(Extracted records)
"""
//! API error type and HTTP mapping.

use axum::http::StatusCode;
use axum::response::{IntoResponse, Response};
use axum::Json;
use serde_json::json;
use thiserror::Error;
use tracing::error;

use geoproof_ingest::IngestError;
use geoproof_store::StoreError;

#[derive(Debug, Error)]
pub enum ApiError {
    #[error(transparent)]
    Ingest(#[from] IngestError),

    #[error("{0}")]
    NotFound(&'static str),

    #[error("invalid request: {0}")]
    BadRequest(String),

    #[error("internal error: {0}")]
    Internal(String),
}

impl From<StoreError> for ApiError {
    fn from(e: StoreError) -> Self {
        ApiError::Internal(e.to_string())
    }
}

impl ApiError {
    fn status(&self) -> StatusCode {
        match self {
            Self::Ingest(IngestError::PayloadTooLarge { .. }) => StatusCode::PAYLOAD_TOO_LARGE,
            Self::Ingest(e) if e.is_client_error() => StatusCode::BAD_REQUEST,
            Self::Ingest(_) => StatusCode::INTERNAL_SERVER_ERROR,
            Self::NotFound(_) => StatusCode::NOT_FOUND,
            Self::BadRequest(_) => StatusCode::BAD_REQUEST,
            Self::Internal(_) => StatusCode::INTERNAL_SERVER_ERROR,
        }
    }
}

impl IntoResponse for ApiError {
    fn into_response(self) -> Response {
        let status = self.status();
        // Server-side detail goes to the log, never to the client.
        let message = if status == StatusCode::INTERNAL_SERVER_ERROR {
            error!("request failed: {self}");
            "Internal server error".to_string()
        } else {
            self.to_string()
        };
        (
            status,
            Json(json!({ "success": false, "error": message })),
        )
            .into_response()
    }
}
"""
"""
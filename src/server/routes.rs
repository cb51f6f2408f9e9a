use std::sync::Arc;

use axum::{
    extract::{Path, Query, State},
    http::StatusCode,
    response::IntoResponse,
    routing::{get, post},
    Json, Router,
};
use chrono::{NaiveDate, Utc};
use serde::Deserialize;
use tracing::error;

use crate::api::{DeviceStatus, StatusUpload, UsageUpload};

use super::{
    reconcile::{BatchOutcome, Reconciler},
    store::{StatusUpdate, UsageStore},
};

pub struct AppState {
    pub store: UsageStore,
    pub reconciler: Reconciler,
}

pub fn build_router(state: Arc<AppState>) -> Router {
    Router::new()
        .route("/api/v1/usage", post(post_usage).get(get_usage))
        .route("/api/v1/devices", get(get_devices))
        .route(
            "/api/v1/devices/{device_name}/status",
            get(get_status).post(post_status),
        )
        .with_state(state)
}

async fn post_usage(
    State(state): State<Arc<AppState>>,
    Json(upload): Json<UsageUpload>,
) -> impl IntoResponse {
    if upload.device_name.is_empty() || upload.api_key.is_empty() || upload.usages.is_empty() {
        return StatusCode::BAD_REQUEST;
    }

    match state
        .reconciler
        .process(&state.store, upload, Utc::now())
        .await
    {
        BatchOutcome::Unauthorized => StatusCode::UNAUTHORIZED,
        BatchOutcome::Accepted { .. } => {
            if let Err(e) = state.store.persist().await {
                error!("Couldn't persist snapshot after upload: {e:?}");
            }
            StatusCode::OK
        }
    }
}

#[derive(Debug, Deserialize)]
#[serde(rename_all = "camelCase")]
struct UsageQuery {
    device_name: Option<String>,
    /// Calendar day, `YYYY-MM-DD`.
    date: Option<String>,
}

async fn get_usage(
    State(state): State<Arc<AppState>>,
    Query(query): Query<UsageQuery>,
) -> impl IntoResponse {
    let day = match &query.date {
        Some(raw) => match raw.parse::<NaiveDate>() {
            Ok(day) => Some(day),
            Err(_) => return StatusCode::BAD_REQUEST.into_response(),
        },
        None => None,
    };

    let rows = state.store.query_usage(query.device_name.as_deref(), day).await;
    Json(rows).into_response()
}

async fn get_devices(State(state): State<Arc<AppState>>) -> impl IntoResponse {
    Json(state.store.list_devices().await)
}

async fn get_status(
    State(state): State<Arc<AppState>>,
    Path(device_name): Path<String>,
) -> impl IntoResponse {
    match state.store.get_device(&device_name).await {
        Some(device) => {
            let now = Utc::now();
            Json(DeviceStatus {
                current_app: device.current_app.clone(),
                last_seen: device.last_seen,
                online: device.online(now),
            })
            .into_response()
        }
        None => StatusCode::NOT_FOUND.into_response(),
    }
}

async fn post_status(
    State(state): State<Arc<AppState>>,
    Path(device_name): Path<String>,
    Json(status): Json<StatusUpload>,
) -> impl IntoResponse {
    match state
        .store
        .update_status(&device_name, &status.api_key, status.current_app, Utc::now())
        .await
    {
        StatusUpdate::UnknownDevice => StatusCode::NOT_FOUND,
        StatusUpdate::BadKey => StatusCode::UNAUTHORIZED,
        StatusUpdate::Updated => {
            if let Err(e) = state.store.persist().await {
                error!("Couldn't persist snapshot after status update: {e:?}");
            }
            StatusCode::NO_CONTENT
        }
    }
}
"""
Exercise brief - If a line in the data above includes the string "Couldn", copy it.

Answer to the problem -
                error!("Couldn't persist snapshot after upload: {e:?}");
                error!("Couldn't persist snapshot after status update: {e:?}");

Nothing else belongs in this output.